Go over the entries below line by line, copying each one that contains the word "surfaced".

Saved entries
"""

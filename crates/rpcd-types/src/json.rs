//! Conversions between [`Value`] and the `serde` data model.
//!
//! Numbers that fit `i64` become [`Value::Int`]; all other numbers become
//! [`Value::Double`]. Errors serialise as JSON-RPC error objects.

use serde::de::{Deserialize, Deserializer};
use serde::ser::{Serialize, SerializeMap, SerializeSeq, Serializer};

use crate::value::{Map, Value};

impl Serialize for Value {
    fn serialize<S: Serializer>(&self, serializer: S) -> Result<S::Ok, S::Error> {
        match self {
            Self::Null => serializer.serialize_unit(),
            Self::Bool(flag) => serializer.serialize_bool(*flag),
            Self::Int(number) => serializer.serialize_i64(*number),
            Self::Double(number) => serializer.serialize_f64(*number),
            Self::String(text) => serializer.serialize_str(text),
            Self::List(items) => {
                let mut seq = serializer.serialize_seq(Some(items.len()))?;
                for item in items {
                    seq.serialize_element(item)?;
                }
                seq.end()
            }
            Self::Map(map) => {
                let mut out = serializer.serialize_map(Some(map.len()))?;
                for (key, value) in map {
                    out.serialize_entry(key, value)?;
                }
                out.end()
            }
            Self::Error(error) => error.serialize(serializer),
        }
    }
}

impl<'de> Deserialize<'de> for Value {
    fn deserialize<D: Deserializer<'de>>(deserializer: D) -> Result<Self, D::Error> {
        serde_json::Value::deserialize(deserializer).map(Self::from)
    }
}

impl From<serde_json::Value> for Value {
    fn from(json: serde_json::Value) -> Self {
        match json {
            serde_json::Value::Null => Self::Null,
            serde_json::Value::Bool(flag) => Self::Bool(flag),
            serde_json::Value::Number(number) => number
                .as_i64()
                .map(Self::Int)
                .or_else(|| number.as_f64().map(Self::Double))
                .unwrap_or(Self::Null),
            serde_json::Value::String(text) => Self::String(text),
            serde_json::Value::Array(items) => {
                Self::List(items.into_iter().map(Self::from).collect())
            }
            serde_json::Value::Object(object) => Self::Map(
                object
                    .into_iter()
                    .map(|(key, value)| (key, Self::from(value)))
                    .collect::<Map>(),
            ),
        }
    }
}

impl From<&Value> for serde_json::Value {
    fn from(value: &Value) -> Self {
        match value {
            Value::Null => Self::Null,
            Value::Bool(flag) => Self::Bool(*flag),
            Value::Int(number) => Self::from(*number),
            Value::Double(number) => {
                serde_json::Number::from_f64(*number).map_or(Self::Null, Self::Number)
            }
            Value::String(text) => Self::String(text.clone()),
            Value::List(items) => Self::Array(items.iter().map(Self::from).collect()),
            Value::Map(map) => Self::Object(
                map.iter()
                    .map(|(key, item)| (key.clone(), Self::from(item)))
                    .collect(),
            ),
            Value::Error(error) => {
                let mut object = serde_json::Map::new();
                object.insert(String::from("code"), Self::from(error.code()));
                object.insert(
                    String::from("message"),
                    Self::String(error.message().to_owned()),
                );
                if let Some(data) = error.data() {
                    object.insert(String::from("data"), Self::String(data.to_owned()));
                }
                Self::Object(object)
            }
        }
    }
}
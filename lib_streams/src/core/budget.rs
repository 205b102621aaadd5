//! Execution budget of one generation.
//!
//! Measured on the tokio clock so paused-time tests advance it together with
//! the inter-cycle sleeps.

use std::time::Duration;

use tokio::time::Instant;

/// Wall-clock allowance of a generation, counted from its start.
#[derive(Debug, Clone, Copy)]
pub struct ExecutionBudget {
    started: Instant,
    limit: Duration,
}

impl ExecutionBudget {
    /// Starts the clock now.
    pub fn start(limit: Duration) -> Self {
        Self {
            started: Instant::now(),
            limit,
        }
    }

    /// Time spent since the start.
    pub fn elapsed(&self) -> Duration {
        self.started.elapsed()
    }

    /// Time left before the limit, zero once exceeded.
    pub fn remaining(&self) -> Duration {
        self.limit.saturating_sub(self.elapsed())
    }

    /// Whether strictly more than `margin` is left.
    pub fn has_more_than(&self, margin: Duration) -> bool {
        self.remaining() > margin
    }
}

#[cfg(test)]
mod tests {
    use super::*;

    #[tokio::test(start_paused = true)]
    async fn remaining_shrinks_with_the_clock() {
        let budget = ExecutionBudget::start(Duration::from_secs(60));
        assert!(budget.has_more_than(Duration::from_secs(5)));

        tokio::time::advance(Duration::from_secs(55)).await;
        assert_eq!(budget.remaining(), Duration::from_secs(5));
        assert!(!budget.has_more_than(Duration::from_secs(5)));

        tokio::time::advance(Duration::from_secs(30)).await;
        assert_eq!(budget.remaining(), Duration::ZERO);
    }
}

"""
"""

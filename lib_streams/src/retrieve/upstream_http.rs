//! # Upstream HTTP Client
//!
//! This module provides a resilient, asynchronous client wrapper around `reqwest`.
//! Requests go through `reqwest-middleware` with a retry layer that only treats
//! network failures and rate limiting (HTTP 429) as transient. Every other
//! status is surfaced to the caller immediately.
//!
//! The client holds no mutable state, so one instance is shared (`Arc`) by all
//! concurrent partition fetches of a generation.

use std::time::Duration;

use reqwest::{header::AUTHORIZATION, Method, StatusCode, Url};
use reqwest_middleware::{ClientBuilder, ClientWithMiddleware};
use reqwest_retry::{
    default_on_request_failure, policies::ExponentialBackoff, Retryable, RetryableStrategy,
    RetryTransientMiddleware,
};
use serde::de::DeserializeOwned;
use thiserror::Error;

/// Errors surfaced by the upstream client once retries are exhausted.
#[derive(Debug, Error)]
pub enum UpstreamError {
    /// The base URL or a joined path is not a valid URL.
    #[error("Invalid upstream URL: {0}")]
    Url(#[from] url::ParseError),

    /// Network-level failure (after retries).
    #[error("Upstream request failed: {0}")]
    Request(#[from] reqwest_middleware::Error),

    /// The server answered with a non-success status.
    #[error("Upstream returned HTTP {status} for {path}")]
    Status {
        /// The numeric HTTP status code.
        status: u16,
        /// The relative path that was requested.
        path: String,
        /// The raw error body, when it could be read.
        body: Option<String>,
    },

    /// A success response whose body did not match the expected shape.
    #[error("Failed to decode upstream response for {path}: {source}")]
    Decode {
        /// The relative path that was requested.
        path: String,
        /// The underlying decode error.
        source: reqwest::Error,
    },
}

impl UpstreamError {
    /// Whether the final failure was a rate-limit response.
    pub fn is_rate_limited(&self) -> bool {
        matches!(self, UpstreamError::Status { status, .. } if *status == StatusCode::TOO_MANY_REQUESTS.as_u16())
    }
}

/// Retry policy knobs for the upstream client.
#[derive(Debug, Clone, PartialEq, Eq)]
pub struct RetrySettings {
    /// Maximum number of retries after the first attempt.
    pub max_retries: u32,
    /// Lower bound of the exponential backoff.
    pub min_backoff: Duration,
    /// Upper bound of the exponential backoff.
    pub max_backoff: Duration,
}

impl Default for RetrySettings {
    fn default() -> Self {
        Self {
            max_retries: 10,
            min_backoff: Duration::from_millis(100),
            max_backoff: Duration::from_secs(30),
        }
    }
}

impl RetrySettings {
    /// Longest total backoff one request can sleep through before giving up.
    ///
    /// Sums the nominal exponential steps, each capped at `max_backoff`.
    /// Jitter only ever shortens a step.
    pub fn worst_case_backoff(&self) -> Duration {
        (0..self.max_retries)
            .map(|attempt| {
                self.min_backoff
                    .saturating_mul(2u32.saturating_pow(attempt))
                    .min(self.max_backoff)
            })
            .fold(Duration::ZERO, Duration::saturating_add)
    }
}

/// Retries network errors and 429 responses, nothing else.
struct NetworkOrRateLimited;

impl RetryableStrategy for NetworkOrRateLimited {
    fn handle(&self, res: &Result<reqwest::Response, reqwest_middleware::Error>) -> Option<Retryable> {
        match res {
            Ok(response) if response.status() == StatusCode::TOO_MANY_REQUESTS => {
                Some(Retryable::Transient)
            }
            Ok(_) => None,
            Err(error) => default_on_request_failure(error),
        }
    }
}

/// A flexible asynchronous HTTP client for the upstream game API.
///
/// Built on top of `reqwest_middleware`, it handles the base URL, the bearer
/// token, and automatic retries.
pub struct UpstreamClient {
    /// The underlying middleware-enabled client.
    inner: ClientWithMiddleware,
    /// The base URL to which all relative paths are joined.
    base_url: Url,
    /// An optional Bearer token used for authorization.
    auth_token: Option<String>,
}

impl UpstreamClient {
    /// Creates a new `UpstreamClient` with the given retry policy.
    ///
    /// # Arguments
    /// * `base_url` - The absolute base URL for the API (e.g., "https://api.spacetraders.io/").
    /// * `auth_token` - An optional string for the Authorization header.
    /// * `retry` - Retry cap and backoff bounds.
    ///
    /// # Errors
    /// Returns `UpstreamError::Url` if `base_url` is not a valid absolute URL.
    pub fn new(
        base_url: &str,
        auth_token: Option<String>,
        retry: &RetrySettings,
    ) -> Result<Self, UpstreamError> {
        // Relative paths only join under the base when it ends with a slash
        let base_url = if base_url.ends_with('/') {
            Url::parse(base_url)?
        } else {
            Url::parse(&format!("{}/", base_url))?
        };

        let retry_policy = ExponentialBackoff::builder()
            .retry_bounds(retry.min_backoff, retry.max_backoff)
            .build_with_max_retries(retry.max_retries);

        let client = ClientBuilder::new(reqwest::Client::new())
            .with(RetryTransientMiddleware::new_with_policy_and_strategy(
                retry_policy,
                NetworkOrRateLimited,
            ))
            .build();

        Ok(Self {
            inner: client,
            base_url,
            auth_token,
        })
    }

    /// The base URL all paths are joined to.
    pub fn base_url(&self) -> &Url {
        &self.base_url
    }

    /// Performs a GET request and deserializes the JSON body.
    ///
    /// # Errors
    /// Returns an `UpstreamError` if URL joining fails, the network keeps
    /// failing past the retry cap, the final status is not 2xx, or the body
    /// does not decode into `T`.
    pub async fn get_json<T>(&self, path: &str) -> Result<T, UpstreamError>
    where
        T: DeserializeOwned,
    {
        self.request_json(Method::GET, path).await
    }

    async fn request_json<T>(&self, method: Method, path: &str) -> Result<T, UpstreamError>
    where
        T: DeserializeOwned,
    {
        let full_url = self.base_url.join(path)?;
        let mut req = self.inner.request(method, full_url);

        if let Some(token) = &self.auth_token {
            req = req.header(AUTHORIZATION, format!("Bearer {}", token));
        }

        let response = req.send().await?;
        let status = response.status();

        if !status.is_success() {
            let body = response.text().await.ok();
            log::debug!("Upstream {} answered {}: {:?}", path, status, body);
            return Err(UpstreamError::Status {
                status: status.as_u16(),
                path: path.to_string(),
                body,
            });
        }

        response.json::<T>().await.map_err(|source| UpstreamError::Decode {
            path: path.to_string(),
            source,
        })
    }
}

"""

SOLUTION TO THIS TASK>
//! status is surfaced to the caller immediately.
/// Errors surfaced by the upstream client once retries are exhausted.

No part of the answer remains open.